Want a break from cancer? Stomp a couple times on a fire ant hill. Let me be clear: I’ve done this and I’m definitely not recommending it. This is more appropriately applied as an accidental distraction, but if you desperately need a clean break from cancer for a while, it’ll work. The extreme itch bordering on pain is indescribable and all-consuming, leaving room for nothing else in your conscious mind. I’ve heard that poison ivy or poison oak works equally well, but I cannot personally confirm that.
At the peak of the experience there is a chance this technique may backfire, making you wish you could trade the ant bites for something else, anything else, even cancer. It’s that bad. There have been movies depicting fire ants (WARNING: graphic fire ant scene from Indiana Jones) as a tool of torture. Their bites can be life-threatening, so keep your phone on 911 and your EpiPen close at hand if you feel desperate enough to foolishly try this on purpose.

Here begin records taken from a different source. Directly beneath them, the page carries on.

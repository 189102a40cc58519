//! Domain types.
//!
//! Plain data types shared between services and adapters. Nothing here
//! touches storage.

mod client;
mod migration;

pub use client::{CLIENT_NAME_MAX_LEN, CLIENT_NAME_MIN_LEN, Client, validate_client_name};
pub use migration::{CleanReport, MigrationInfo, MigrationReport, MigrationState};
//! Database setup and initialization.
//!
//! This module provides the `setup_database()` function for opening the
//! `SQLite` database. Schema creation is owned by the migrator, so entry
//! points run migrations separately.

use anyhow::Result;
use sqlx::SqlitePool;
use sqlx::sqlite::SqliteConnectOptions;
use std::path::Path;

/// Opens (creating if needed) the `SQLite` database file.
///
/// This function:
/// 1. Creates the parent directory if it doesn't exist
/// 2. Creates the database file if it doesn't exist
/// 3. Enables foreign key enforcement on every connection
///
/// # Errors
///
/// Returns an error if the directory or database file cannot be created
/// or opened.
///
/// # Example
///
/// ```rust,no_run
/// use megasoft_db::setup_database;
/// use std::path::Path;
///
/// # async fn example() -> anyhow::Result<()> {
/// let pool = setup_database(Path::new("/path/to/megasoft.db")).await?;
/// # Ok(())
/// # }
/// ```
pub async fn setup_database(db_path: &Path) -> Result<SqlitePool> {
    if let Some(parent) = db_path.parent() {
        std::fs::create_dir_all(parent)?;
    }

    let pool = SqlitePool::connect_with(
        SqliteConnectOptions::new()
            .filename(db_path)
            .create_if_missing(true)
            .foreign_keys(true),
    )
    .await?;

    tracing::debug!(path = %db_path.display(), "Opened database");
    Ok(pool)
}

/// Sets up an in-memory `SQLite` database for testing.
///
/// The pool holds a single connection that never expires, so the
/// in-memory database lives as long as the pool. All embedded migrations
/// are applied.
#[cfg(any(test, feature = "test-utils"))]
pub async fn setup_test_database() -> Result<SqlitePool> {
    let pool = memory_pool().await?;
    crate::migrator::EMBEDDED_MIGRATIONS.run(&pool).await?;
    Ok(pool)
}

/// Single-connection in-memory pool with no schema.
#[cfg(any(test, feature = "test-utils"))]
pub(crate) async fn memory_pool() -> Result<SqlitePool> {
    let pool = sqlx::sqlite::SqlitePoolOptions::new()
        .max_connections(1)
        .idle_timeout(None)
        .max_lifetime(None)
        .connect_with(SqliteConnectOptions::new().in_memory(true).foreign_keys(true))
        .await?;
    Ok(pool)
}
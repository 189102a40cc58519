//! Terminal output formatting.

pub mod tables;

pub use tables::{
    format_client_row, format_migration_row, print_clients, print_migrations, truncate_string,
};
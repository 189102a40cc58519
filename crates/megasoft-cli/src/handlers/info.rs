//! Info command handler.

use crate::bootstrap::CliContext;
use crate::error::CliError;
use crate::presentation::print_migrations;

/// Print applied and pending migrations.
pub async fn execute(ctx: &CliContext) -> Result<(), CliError> {
    let infos = ctx.app().migrations().info().await?;
    print_migrations(&infos);
    Ok(())
}

#[cfg(test)]
mod tests {
    use super::*;
    use crate::bootstrap::test_support::context;
    use megasoft_core::MigrationState;

    #[tokio::test]
    async fn test_info_before_and_after_migrate() {
        let temp = tempfile::tempdir().unwrap();
        let ctx = context(temp.path(), false).await;

        execute(&ctx).await.unwrap();
        let before = ctx.app().migrations().info().await.unwrap();
        assert!(before.iter().all(|i| i.state == MigrationState::Pending));

        ctx.app().migrations().migrate_database().await.unwrap();
        execute(&ctx).await.unwrap();
        let after = ctx.app().migrations().info().await.unwrap();
        assert!(after.iter().all(|i| i.state == MigrationState::Success));
    }
}
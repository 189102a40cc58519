//! `megasoft` command-line adapter.
//!
//! [`bootstrap`] is the composition root; [`handlers`] turn parsed
//! commands into calls on `megasoft_core::AppCore`.
#![deny(unsafe_code)]
#![deny(unused_crate_dependencies)]

// Runtime is driven from main.rs
use tokio as _;

pub mod bootstrap;
pub mod client_commands;
pub mod commands;
pub mod error;
pub mod handlers;
pub mod logging;
pub mod parser;
pub mod presentation;

// Re-export primary types for convenient access
pub use bootstrap::{CliConfig, CliContext, bootstrap, load_env_file};
pub use client_commands::ClientCommand;
pub use commands::Commands;
pub use error::CliError;
pub use parser::Cli;
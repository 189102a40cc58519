//! Client management subcommands.

use clap::Subcommand;

/// Client CRUD subcommands.
#[derive(Subcommand, Debug)]
pub enum ClientCommand {
    /// Create a client and print its ID
    Create {
        /// Client name (2 to 100 characters)
        name: String,
    },

    /// Print a client's name
    Get {
        /// Client ID
        id: i64,
    },

    /// Rename a client
    Rename {
        /// Client ID
        id: i64,
        /// New name (2 to 100 characters)
        name: String,
    },

    /// Delete a client
    Delete {
        /// Client ID
        id: i64,
    },

    /// List all clients
    List {
        /// Print as JSON instead of a table
        #[arg(long)]
        json: bool,
    },
}
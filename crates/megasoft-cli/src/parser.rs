//! Main CLI parser and top-level argument handling.
//!
//! This module defines the root CLI structure with global options.

use clap::Parser;

use crate::commands::Commands;

/// Command-line interface for the megasoft client registry.
///
/// This is the top-level parser that handles global options and dispatches
/// to subcommands.
#[derive(Parser)]
#[command(name = "megasoft")]
#[command(about = "Manage the megasoft client database and its schema migrations")]
#[command(version)]
pub struct Cli {
    /// Database file to use (overrides MEGASOFT_DATABASE)
    #[arg(long = "database", global = true)]
    pub database: Option<String>,

    /// Enable verbose/debug output
    #[arg(short = 'v', long = "verbose", global = true)]
    pub verbose: bool,

    #[command(subcommand)]
    pub command: Option<Commands>,
}
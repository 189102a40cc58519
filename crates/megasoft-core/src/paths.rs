//! Path utilities for the megasoft database location.
//!
//! # Design
//!
//! - Returns `PathBuf` and `PathError` for clear error handling
//! - Environment overrides take precedence over the home directory default

use std::env;
use std::fs;
use std::path::PathBuf;

use thiserror::Error;

/// Environment variable overriding the data root.
pub const DATA_DIR_ENV: &str = "MEGASOFT_DATA_DIR";

/// Environment variable overriding the database file path.
pub const DATABASE_ENV: &str = "MEGASOFT_DATABASE";

/// Database file name inside the data root.
pub const DATABASE_FILE_NAME: &str = "megasoft.db";

/// Errors that can occur during path resolution and directory operations.
#[derive(Debug, Error)]
pub enum PathError {
    /// Could not determine the user's home directory.
    #[error("Cannot determine home directory")]
    NoHomeDir,

    /// An empty path was provided.
    #[error("Path cannot be empty")]
    EmptyPath,

    /// Failed to create a directory.
    #[error("Failed to create directory {path}: {reason}")]
    CreateFailed { path: PathBuf, reason: String },

    /// Failed to get the current working directory.
    #[error("Cannot determine current directory: {0}")]
    CurrentDirError(String),
}

/// Get the root directory for application data.
///
/// Resolution order:
/// 1. `MEGASOFT_DATA_DIR` environment variable
/// 2. The user's home directory
pub fn data_root() -> Result<PathBuf, PathError> {
    if let Ok(path) = env::var(DATA_DIR_ENV) {
        return normalize_user_path(&path);
    }

    dirs::home_dir().ok_or(PathError::NoHomeDir)
}

/// Get the path to the megasoft database file.
///
/// Resolution order:
/// 1. `MEGASOFT_DATABASE` environment variable
/// 2. `megasoft.db` inside [`data_root`]
///
/// The parent directory is created if it doesn't exist.
pub fn database_path() -> Result<PathBuf, PathError> {
    let path = match env::var(DATABASE_ENV) {
        Ok(raw) => normalize_user_path(&raw)?,
        Err(_) => data_root()?.join(DATABASE_FILE_NAME),
    };

    if let Some(parent) = path.parent() {
        fs::create_dir_all(parent).map_err(|e| PathError::CreateFailed {
            path: parent.to_path_buf(),
            reason: e.to_string(),
        })?;
    }

    Ok(path)
}

/// Normalize a user-provided path, expanding `~` and making it absolute.
pub fn normalize_user_path(raw: &str) -> Result<PathBuf, PathError> {
    let trimmed = raw.trim();
    if trimmed.is_empty() {
        return Err(PathError::EmptyPath);
    }

    let expanded = if trimmed == "~" {
        dirs::home_dir().ok_or(PathError::NoHomeDir)?
    } else if let Some(rest) = trimmed.strip_prefix("~/") {
        dirs::home_dir().ok_or(PathError::NoHomeDir)?.join(rest)
    } else {
        PathBuf::from(trimmed)
    };

    if expanded.is_absolute() {
        Ok(expanded)
    } else {
        let cwd = env::current_dir().map_err(|e| PathError::CurrentDirError(e.to_string()))?;
        Ok(cwd.join(expanded))
    }
}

Children are not among the intended readership of this blog, so it’s reasonable for me to assume you are not one. I will also assume that you’re probably old enough to know that when your (or anyone’s) kids or grandkids—especially those five years old or younger—are in your house, your life changes. They bring you incredible joy along with a full-time job. Between the joy and the job, there is no time left for wallowing or worrying about anything else, even that thing we’re not going to mention or think about. So go ahead: take a break from “it” and invite the little munchkins for an overnight visit. If you have none of your own, your neighbors will happily lend you theirs.
They bring you incredible joy along with a full-time job. Between the joy and the job, there is no time left for wallowing or worrying about anything else…
The key to this tactic is that you must “child-proof the house.” Ever heard that phrase? Because children invariably act like children, anything within their physical reach is at risk for hurting them or being destroyed and must be removed to a safe haven until the little tykes have left the building. This child-proofing is a continuous physical and mental effort in real time, and the vigilance of being one step ahead of those cute little humans requires most of our attention. The rest of our energy goes to projecting our possibly fictitious public image of being relaxed, unconcerned, and at peace with the world. Then, as a bonus at the end of the visit, the inevitable period of exhaustion that follows this experience will leave you so physically and mentally drained that your cancer-free mindset will linger a while longer.
Now it’s your turn. What is your most effective cancer distraction?